## WHAT IS BEING ASKED
Print every line of the data exactly as shown.

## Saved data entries
• • • •
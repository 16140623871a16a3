//! Edge Viewer - WebSocket client for a live edge-detection camera feed.
//!
//! This library connects to a frame server, keeps the connection alive
//! with linear backoff, and turns incoming messages into frames and
//! statistics for whatever display surface embeds it.
//!
//! # Architecture
//!
//! The viewer follows a handle/task model:
//!
//! - **Handle ([`ViewerClient`])**: Cloneable, forwards commands
//! - **Task**: Owns the [`ViewerCore`] state machine, the socket and timers
//! - **Display ([`Renderer`])**: Implemented by the embedder
//!
//! Key design principles:
//!
//! - One socket at a time, every socket tagged with a [`ConnectionId`]
//! - Reconnect delay grows linearly and is capped at 30 seconds
//! - Malformed messages are dropped, never fatal
//! - A demo frame is shown until live frames arrive
//!
//! # Quick Start
//!
//! ```no_run
//! use edge_viewer::{LogRenderer, Result, ViewerClient, ViewerEvent};
//!
//! #[tokio::main]
//! async fn main() -> Result<()> {
//!     let viewer = ViewerClient::builder()
//!         .url("ws://192.168.1.20:8765")
//!         .renderer(LogRenderer)
//!         .spawn()?;
//!
//!     let mut events = viewer.subscribe();
//!     while let Ok(event) = events.recv().await {
//!         if let ViewerEvent::FrameRendered { stats, .. } = event {
//!             println!("frame {} at {} fps", stats.frame_count, stats.fps);
//!         }
//!     }
//!
//!     Ok(())
//! }
//! ```
//!
//! # Modules
//!
//! | Module | Description |
//! |--------|-------------|
//! | [`config`] | Endpoint and reconnect settings |
//! | [`error`] | Error types and [`Result`] alias |
//! | [`frame`] | Decoded frames and the demo frame |
//! | [`identifiers`] | Type-safe ID wrappers |
//! | [`protocol`] | WebSocket message types |
//! | [`stats`] | Frame statistics record |
//! | [`transport`] | WebSocket transport layer (internal) |
//! | [`viewer`] | State machine, runtime and display abstraction |

// ============================================================================
// Modules
// ============================================================================

/// Endpoint and reconnect settings.
///
/// Use [`ConnectionConfig`] directly or through [`ViewerBuilder`].
pub mod config;

/// Error types and result aliases.
///
/// All fallible operations return [`Result<T>`] which uses [`Error`].
pub mod error;

/// Decoded frames.
pub mod frame;

/// Type-safe identifiers.
pub mod identifiers;

/// WebSocket protocol message types.
///
/// Inbound `frame`/`stats`/`status` messages, the outbound handshake and
/// pairing payloads.
pub mod protocol;

/// Frame statistics.
pub mod stats;

/// WebSocket transport layer.
///
/// Internal module dialing the server and reporting socket events.
pub mod transport;

/// Viewer state machine and runtime.
pub mod viewer;

// ============================================================================
// Re-exports
// ============================================================================

// Config types
pub use config::{ConnectionConfig, PageLocation};

// Error types
pub use error::{Error, Result};

// Frame types
pub use frame::{Frame, FrameFormat};

// Identifier types
pub use identifiers::ConnectionId;

// Protocol types
pub use protocol::{ClientMessage, PairingOffer, ServerMessage};

// Stats types
pub use stats::{ConnectionQuality, FormattedStats, FrameStats, StatsPatch, ViewMode};

// Viewer types
pub use viewer::{
    ConnectionStatus, LogRenderer, NullRenderer, Renderer, StatusLine, ViewerBuilder,
    ViewerClient, ViewerCore, ViewerEvent,
};
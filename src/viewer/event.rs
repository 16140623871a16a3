//! Notifications published to subscribers.

use std::sync::Arc;
use std::time::Duration;

use serde_json::Value;

use crate::frame::Frame;
use crate::stats::FrameStats;

use super::state::StatusLine;

/// Something observable happened in the viewer.
///
/// Delivered through [`crate::ViewerClient::subscribe`]. Slow subscribers
/// may miss events (broadcast semantics).
#[derive(Debug, Clone)]
pub enum ViewerEvent {
    /// Status line changed.
    StatusChanged(StatusLine),

    /// A frame was displayed.
    FrameRendered {
        /// The frame.
        frame: Arc<Frame>,
        /// Stats after the frame was counted.
        stats: FrameStats,
        /// The bundled demo frame rather than a received one.
        demo: bool,
    },

    /// A frame payload could not be decoded.
    FrameRejected {
        /// Why decoding failed.
        reason: String,
    },

    /// Stats changed without a new frame.
    StatsUpdated(FrameStats),

    /// An automatic reconnect was scheduled.
    ReconnectScheduled {
        /// Attempt number (1-based).
        attempt: u32,
        /// Delay before the attempt.
        delay: Duration,
    },

    /// Automatic reconnection gave up.
    RetriesExhausted {
        /// Attempts made.
        attempts: u32,
    },

    /// Server sent a `status` message.
    ServerStatus(Value),
}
• • • •
## PROBLEM SOLUTION
repository 16140623871a16a3
//! Edge Viewer - WebSocket client for a live edge-detection camera feed.
//!
//! This library connects to a frame server, keeps the connection alive
//! with linear backoff, and turns incoming messages into frames and
//! statistics for whatever display surface embeds it.
//!
//! # Architecture
//!
//! The viewer follows a handle/task model:
//!
//! - **Handle ([`ViewerClient`])**: Cloneable, forwards commands
//! - **Task**: Owns the [`ViewerCore`] state machine, the socket and timers
//! - **Display ([`Renderer`])**: Implemented by the embedder
//!
//! Key design principles:
//!
//! - One socket at a time, every socket tagged with a [`ConnectionId`]
//! - Reconnect delay grows linearly and is capped at 30 seconds
//! - Malformed messages are dropped, never fatal
//! - A demo frame is shown until live frames arrive
//!
//! # Quick Start
//!
//! ```no_run
//! use edge_viewer::{LogRenderer, Result, ViewerClient, ViewerEvent};
//!
//! #[tokio::main]
//! async fn main() -> Result<()> {
//!     let viewer = ViewerClient::builder()
//!         .url("ws://192.168.1.20:8765")
//!         .renderer(LogRenderer)
//!         .spawn()?;
//!
//!     let mut events = viewer.subscribe();
//!     while let Ok(event) = events.recv().await {
//!         if let ViewerEvent::FrameRendered { stats, .. } = event {
//!             println!("frame {} at {} fps", stats.frame_count, stats.fps);
//!         }
//!     }
//!
//!     Ok(())
//! }
//! ```
//!
//! # Modules
//!
//! | Module | Description |
//! |--------|-------------|
//! | [`config`] | Endpoint and reconnect settings |
//! | [`error`] | Error types and [`Result`] alias |
//! | [`frame`] | Decoded frames and the demo frame |
//! | [`identifiers`] | Type-safe ID wrappers |
//! | [`protocol`] | WebSocket message types |
//! | [`stats`] | Frame statistics record |
//! | [`transport`] | WebSocket transport layer (internal) |
//! | [`viewer`] | State machine, runtime and display abstraction |

// ============================================================================
// Modules
// ============================================================================

/// Endpoint and reconnect settings.
///
/// Use [`ConnectionConfig`] directly or through [`ViewerBuilder`].
pub mod config;

/// Error types and result aliases.
///
/// All fallible operations return [`Result<T>`] which uses [`Error`].
pub mod error;

/// Decoded frames.
pub mod frame;

/// Type-safe identifiers.
pub mod identifiers;

/// WebSocket protocol message types.
///
/// Inbound `frame`/`stats`/`status` messages, the outbound handshake and
/// pairing payloads.
pub mod protocol;

/// Frame statistics.
pub mod stats;

/// WebSocket transport layer.
///
/// Internal module dialing the server and reporting socket events.
pub mod transport;

/// Viewer state machine and runtime.
pub mod viewer;

// ============================================================================
// Re-exports
// ============================================================================

// Config types
pub use config::{ConnectionConfig, PageLocation};

// Error types
pub use error::{Error, Result};

// Frame types
pub use frame::{Frame, FrameFormat};

// Identifier types
pub use identifiers::ConnectionId;

// Protocol types
pub use protocol::{ClientMessage, PairingOffer, ServerMessage};

// Stats types
pub use stats::{ConnectionQuality, FormattedStats, FrameStats, StatsPatch, ViewMode};

// Viewer types
pub use viewer::{
    ConnectionStatus, LogRenderer, NullRenderer, Renderer, StatusLine, ViewerBuilder,
    ViewerClient, ViewerCore, ViewerEvent,
};
filename src/viewer/event.rs
repository 16140623871a16a3
//! Notifications published to subscribers.

use std::sync::Arc;
use std::time::Duration;

use serde_json::Value;

use crate::frame::Frame;
use crate::stats::FrameStats;

use super::state::StatusLine;

/// Something observable happened in the viewer.
///
/// Delivered through [`crate::ViewerClient::subscribe`]. Slow subscribers
/// may miss events (broadcast semantics).
#[derive(Debug, Clone)]
pub enum ViewerEvent {
    /// Status line changed.
    StatusChanged(StatusLine),

    /// A frame was displayed.
    FrameRendered {
        /// The frame.
        frame: Arc<Frame>,
        /// Stats after the frame was counted.
        stats: FrameStats,
        /// The bundled demo frame rather than a received one.
        demo: bool,
    },

    /// A frame payload could not be decoded.
    FrameRejected {
        /// Why decoding failed.
        reason: String,
    },

    /// Stats changed without a new frame.
    StatsUpdated(FrameStats),

    /// An automatic reconnect was scheduled.
    ReconnectScheduled {
        /// Attempt number (1-based).
        attempt: u32,
        /// Delay before the attempt.
        delay: Duration,
    },

    /// Automatic reconnection gave up.
    RetriesExhausted {
        /// Attempts made.
        attempts: u32,
    },

    /// Server sent a `status` message.
    ServerStatus(Value),
}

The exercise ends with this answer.